◆ TRY IT
Set down, please, without alteration, the lines of the entries below from the first through the one containing "use tracing_subscriber::util::SubscriberInitExt;".

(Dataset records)

■ ■ ■ ■ ■ ■ ■

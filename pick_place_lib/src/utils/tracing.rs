//! Centralized tracing initialization for the controller binaries.
//!
//! Installs a process-wide subscriber so events from helper threads (the
//! stdin listener, for one) reach the same output as the control loop.

use eyre::eyre;
use tracing_subscriber::util::SubscriberInitExt;
use tracing_subscriber::EnvFilter;

/// Initialize tracing with a global subscriber.
///
/// - Respects the RUST_LOG environment variable (defaults to "info")
/// - Outputs compact logs without target, file or line metadata
///
/// Fails if a global subscriber is already installed.
///
/// # Example
/// ```no_run
/// use pick_place_lib::init_tracing;
///
/// fn main() -> eyre::Result<()> {
///     init_tracing()?;
///     // Control loop here
///     Ok(())
/// }
/// ```
pub fn init_tracing() -> eyre::Result<()> {
    use tracing_subscriber::layer::SubscriberExt;

    let env_filter = EnvFilter::try_from_default_env()
        .unwrap_or_else(|_| EnvFilter::new("info"));

    let fmt_layer = tracing_subscriber::fmt::layer()
        .with_target(false)
        .with_file(false)
        .with_line_number(false);

    tracing_subscriber::Registry::default()
        .with(env_filter)
        .with(fmt_layer)
        .try_init()
        .map_err(|e| eyre!("Failed to install tracing subscriber: {}", e))
}

#[cfg(test)]
mod tests {
    use super::*;
    use std::thread;

    #[test]
    fn test_subscriber_reaches_spawned_threads() {
        init_tracing().expect("first init succeeds");

        let enabled = thread::spawn(|| tracing::enabled!(tracing::Level::ERROR))
            .join()
            .expect("thread panicked");
        assert!(enabled);

        assert!(init_tracing().is_err());
    }
}
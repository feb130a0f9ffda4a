//! # Zone Detector
//!
//! Per-frame perception for the pick-and-place controller. Every function
//! here is pure: a frame goes in, geometry comes out. Drawing annotations is
//! left to whoever consumes the results.

pub mod contours;
pub mod detector;
pub mod hsv;
pub mod mask;

pub use contours::*;
pub use detector::*;
pub use hsv::*;
pub use mask::*;
use pick_place_lib::{
    Admission, ControlMode, ControllerConfig, EventKind, FrameDetections, Point2D, PushConfig,
    SystemState, TelemetryEvent, TelemetrySink, ZoneBox,
};
use serde_json::{json, Value};
use std::sync::atomic::{AtomicBool, Ordering};
use std::sync::{Arc, Mutex, MutexGuard, PoisonError};
use tracing::{debug, error, info, warn};
use uuid::Uuid;

use crate::{MotionGateway, PickPlaceController, PushOutcome, TipTracker, VisualPushController};

/// What the arbitrator did with one frame.
#[derive(Debug, Clone, Copy, PartialEq, Eq)]
pub enum CycleOutcome {
    /// Startup homing did not succeed; automation is disabled.
    NotReady,
    /// Another routine holds the busy lock.
    Busy,
    /// Zones or object not visible.
    Waiting,
    /// Visual-push mode without a tip marker; skipped, not an error.
    TipNotVisible,
    Completed(ControlMode),
    /// Visual push ran but lost the tip or never aligned.
    Abandoned(ControlMode),
    /// A motion command failed mid-routine.
    Failed(ControlMode),
}

/// Geometry a routine was dispatched with.
struct Scene {
    origin: ZoneBox,
    target: ZoneBox,
    object: Point2D,
    tip: Option<Point2D>,
}

impl Scene {
    fn from_detections(detections: &FrameDetections) -> Option<Self> {
        Some(Self {
            origin: detections.origin?,
            target: detections.target?,
            object: detections.object?,
            tip: detections.tip,
        })
    }

    fn to_json(&self) -> Value {
        json!({
            "origin": self.origin,
            "target": self.target,
            "object": self.object,
            "tip": self.tip,
        })
    }
}

/// Releases the busy lock when a routine ends, however it ends.
struct BusyGuard<'a> {
    state: &'a Mutex<SystemState>,
}

impl Drop for BusyGuard<'_> {
    fn drop(&mut self) {
        self.state
            .lock()
            .unwrap_or_else(PoisonError::into_inner)
            .finish_routine();
    }
}

/// Owns the system state and decides, per frame, whether and which routine
/// runs. At most one routine is in flight at a time.
pub struct ModeArbitrator<G: MotionGateway> {
    state: Mutex<SystemState>,
    pick_place: PickPlaceController<G>,
    visual_push: VisualPushController<G>,
    telemetry: Arc<dyn TelemetrySink>,
    tip_skip_reported: AtomicBool,
}

impl<G: MotionGateway> ModeArbitrator<G> {
    pub fn new(
        arm: Arc<G>,
        controller: ControllerConfig,
        push: PushConfig,
        mode: ControlMode,
        telemetry: Arc<dyn TelemetrySink>,
    ) -> Self {
        Self {
            state: Mutex::new(SystemState::new(mode)),
            pick_place: PickPlaceController::new(arm.clone(), controller),
            visual_push: VisualPushController::new(arm, push),
            telemetry,
            tip_skip_reported: AtomicBool::new(false),
        }
    }

    /// Snapshot of the current state.
    pub fn state(&self) -> SystemState {
        self.lock_state().clone()
    }

    /// Home the arm once at process start. A failure leaves the system
    /// NotReady for the rest of the process lifetime.
    pub fn startup(&self) -> bool {
        if self.lock_state().begin_override().is_err() {
            warn!("Startup homing requested while a routine is in flight");
            return false;
        }

        let homed = {
            let _busy = BusyGuard { state: &self.state };
            self.home("startup")
        };

        let ready = self.lock_state().complete_startup(homed);
        if ready {
            info!("System ready");
        } else {
            error!("Startup homing failed, automation disabled until restart");
        }
        ready
    }

    /// Evaluate one frame and run at most one routine to completion.
    pub fn on_frame(
        &self,
        detections: &FrameDetections,
        tracker: &mut dyn TipTracker,
    ) -> CycleOutcome {
        if detections.tip.is_some() {
            self.tip_skip_reported.store(false, Ordering::SeqCst);
        }

        let (mode, scene) = match self.admit(detections) {
            Ok(admitted) => admitted,
            Err(outcome) => return outcome,
        };
        let _busy = BusyGuard { state: &self.state };

        match mode {
            ControlMode::Scripted => self.run_pick_place(&scene),
            ControlMode::VisualPush => self.run_visual_push(&scene, tracker),
        }
    }

    /// Flip between scripted and visual-push dispatch.
    pub fn toggle_mode(&self) -> Result<ControlMode, Admission> {
        let result = self.lock_state().toggle_mode();
        match result {
            Ok(mode) => {
                info!("Control mode: {}", mode);
                self.record(EventKind::ModeChanged, json!({ "mode": mode }));
            }
            Err(reason) => self.reject("toggle_mode", reason),
        }
        result
    }

    /// User-triggered homing. Holds the busy lock while moving and never
    /// changes readiness.
    pub fn manual_home(&self) -> Result<bool, Admission> {
        if let Err(reason) = self.lock_state().begin_override() {
            self.reject("manual_home", reason);
            return Err(reason);
        }

        let _busy = BusyGuard { state: &self.state };
        Ok(self.home("manual"))
    }

    fn lock_state(&self) -> MutexGuard<'_, SystemState> {
        self.state.lock().unwrap_or_else(PoisonError::into_inner)
    }

    /// Check-and-set of the busy flag happens under a single lock.
    fn admit(&self, detections: &FrameDetections) -> Result<(ControlMode, Scene), CycleOutcome> {
        let mut state = self.lock_state();

        if !state.is_ready() {
            return Err(CycleOutcome::NotReady);
        }
        if state.is_busy() {
            return Err(CycleOutcome::Busy);
        }

        if !detections.ready_for_dispatch() {
            debug!("Waiting for {}", detections.missing().join(", "));
            return Err(CycleOutcome::Waiting);
        }
        let Some(scene) = Scene::from_detections(detections) else {
            return Err(CycleOutcome::Waiting);
        };

        if state.mode() == ControlMode::VisualPush && scene.tip.is_none() {
            drop(state);
            self.report_tip_skip(&scene);
            return Err(CycleOutcome::TipNotVisible);
        }

        match state.begin_routine() {
            Ok(mode) => Ok((mode, scene)),
            Err(Admission::Busy) => Err(CycleOutcome::Busy),
            Err(Admission::NotReady) => Err(CycleOutcome::NotReady),
        }
    }

    fn report_tip_skip(&self, scene: &Scene) {
        if self.tip_skip_reported.swap(true, Ordering::SeqCst) {
            debug!("Visual push still waiting for tip marker");
            return;
        }

        warn!("Visual push skipped: tip not visible");
        let mut data = scene.to_json();
        data["reason"] = json!("tip not visible");
        self.record(EventKind::VisualPushSkip, data);
    }

    fn run_pick_place(&self, scene: &Scene) -> CycleOutcome {
        let run_id = Uuid::new_v4();
        info!(
            "Pick-place run {}: object at ({}, {})",
            run_id, scene.object.u, scene.object.v
        );
        self.record_run(run_id, EventKind::PickPlaceStart, scene.to_json());

        match self.pick_place.execute() {
            Ok(report) => {
                info!("Pick-place run {} complete", run_id);
                self.record_run(run_id, EventKind::PickPlaceSuccess, json!(report));
                CycleOutcome::Completed(ControlMode::Scripted)
            }
            Err(e) => {
                error!("Pick-place run {} failed: {}", run_id, e);
                self.record_run(
                    run_id,
                    EventKind::PickPlaceError,
                    json!({ "error": e.to_string(), "command": e.command }),
                );
                CycleOutcome::Failed(ControlMode::Scripted)
            }
        }
    }

    fn run_visual_push(&self, scene: &Scene, tracker: &mut dyn TipTracker) -> CycleOutcome {
        // admit() only lets visual push through with a tip
        let Some(tip) = scene.tip else {
            return CycleOutcome::TipNotVisible;
        };

        let run_id = Uuid::new_v4();
        info!(
            "Visual push run {}: tip ({}, {}) -> object ({}, {})",
            run_id, tip.u, tip.v, scene.object.u, scene.object.v
        );
        self.record_run(run_id, EventKind::VisualPushStart, scene.to_json());

        let result = self.visual_push.run(
            scene.object,
            scene.origin.center(),
            scene.target.center(),
            tip,
            tracker,
        );

        match result {
            Ok(outcome @ PushOutcome::Pushed { .. }) => {
                info!("Visual push run {} complete: {:?}", run_id, outcome);
                self.record_run(run_id, EventKind::VisualPushSuccess, json!(outcome));
                CycleOutcome::Completed(ControlMode::VisualPush)
            }
            Ok(outcome) => {
                warn!("Visual push run {} abandoned: {:?}", run_id, outcome);
                self.record_run(run_id, EventKind::VisualPushError, json!(outcome));
                CycleOutcome::Abandoned(ControlMode::VisualPush)
            }
            Err(e) => {
                error!("Visual push run {} failed: {}", run_id, e);
                self.record_run(
                    run_id,
                    EventKind::VisualPushError,
                    json!({ "error": e.to_string(), "command": e.command }),
                );
                CycleOutcome::Failed(ControlMode::VisualPush)
            }
        }
    }

    /// Caller holds the busy lock.
    fn home(&self, trigger: &str) -> bool {
        info!("Homing ({})", trigger);
        self.record(EventKind::HomingStart, json!({ "trigger": trigger }));

        match self.pick_place.go_home() {
            Ok(()) => {
                info!("Homing complete");
                self.record(EventKind::HomingSuccess, json!({ "trigger": trigger }));
                true
            }
            Err(e) => {
                error!("Homing failed: {}", e);
                self.record(
                    EventKind::HomingError,
                    json!({ "trigger": trigger, "error": e.to_string() }),
                );
                false
            }
        }
    }

    fn reject(&self, action: &str, reason: Admission) {
        warn!("Ignoring {}: {}", action, reason);
        self.record(
            EventKind::OverrideRejected,
            json!({ "action": action, "reason": reason }),
        );
    }

    fn record(&self, kind: EventKind, data: Value) {
        self.telemetry.record(TelemetryEvent::new(kind, data));
    }

    fn record_run(&self, run_id: Uuid, kind: EventKind, data: Value) {
        self.telemetry
            .record(TelemetryEvent::new(kind, data).with_run(run_id));
    }
}
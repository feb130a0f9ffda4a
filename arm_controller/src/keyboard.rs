use std::io::{self, BufRead};
use std::sync::mpsc::{channel, Receiver, Sender, TryRecvError};
use std::thread;
use tracing::{debug, info, warn};

use crate::{ModeArbitrator, MotionGateway};

/// Operator commands read from stdin, one per line.
#[derive(Debug, Clone, Copy, PartialEq, Eq)]
pub enum KeyCommand {
    ToggleMode,
    Home,
    Quit,
}

impl KeyCommand {
    pub fn parse(input: &str) -> Option<Self> {
        match input.trim().to_lowercase().as_str() {
            "m" | "mode" => Some(KeyCommand::ToggleMode),
            "h" | "home" => Some(KeyCommand::Home),
            "q" | "quit" | "exit" => Some(KeyCommand::Quit),
            _ => None,
        }
    }
}

/// Read stdin on a background thread. The control loop drains the receiver
/// between frames, so commands never interrupt a running routine.
pub fn spawn_stdin_listener() -> Receiver<KeyCommand> {
    let (tx, rx) = channel();
    thread::spawn(move || forward_lines(io::stdin().lock(), tx));
    rx
}

fn forward_lines(reader: impl BufRead, tx: Sender<KeyCommand>) {
    for line in reader.lines() {
        let line = match line {
            Ok(line) => line,
            Err(e) => {
                warn!("Failed to read stdin: {}", e);
                break;
            }
        };

        if line.trim().is_empty() {
            continue;
        }

        match KeyCommand::parse(&line) {
            Some(command) => {
                let quit = command == KeyCommand::Quit;
                if tx.send(command).is_err() || quit {
                    break;
                }
            }
            None => debug!("Unknown key command: {:?}", line.trim()),
        }
    }
}

/// Apply queued operator commands. Returns `false` on quit.
pub fn apply_pending_keys<G: MotionGateway>(
    arbitrator: &ModeArbitrator<G>,
    keys: &Receiver<KeyCommand>,
) -> bool {
    loop {
        match keys.try_recv() {
            Ok(KeyCommand::ToggleMode) => {
                // Rejections are logged and recorded by the arbitrator
                if let Ok(mode) = arbitrator.toggle_mode() {
                    info!("Control mode switched to {}", mode);
                }
            }
            Ok(KeyCommand::Home) => match arbitrator.manual_home() {
                Ok(true) => info!("Manual homing complete"),
                Ok(false) => warn!("Manual homing failed"),
                Err(_) => {}
            },
            Ok(KeyCommand::Quit) => {
                info!("Quit requested");
                return false;
            }
            Err(TryRecvError::Empty) => return true,
            // stdin closed; keep running on frames alone
            Err(TryRecvError::Disconnected) => return true,
        }
    }
}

■ ■ ■ ■ ■ ■ ■

◆ RESPONSE FOR THIS EXERCISE
filename pick_place_lib/src/utils/tracing.rs
//! Centralized tracing initialization for the controller binaries.
//!
//! Installs a process-wide subscriber so events from helper threads (the
//! stdin listener, for one) reach the same output as the control loop.

use eyre::eyre;
use tracing_subscriber::util::SubscriberInitExt;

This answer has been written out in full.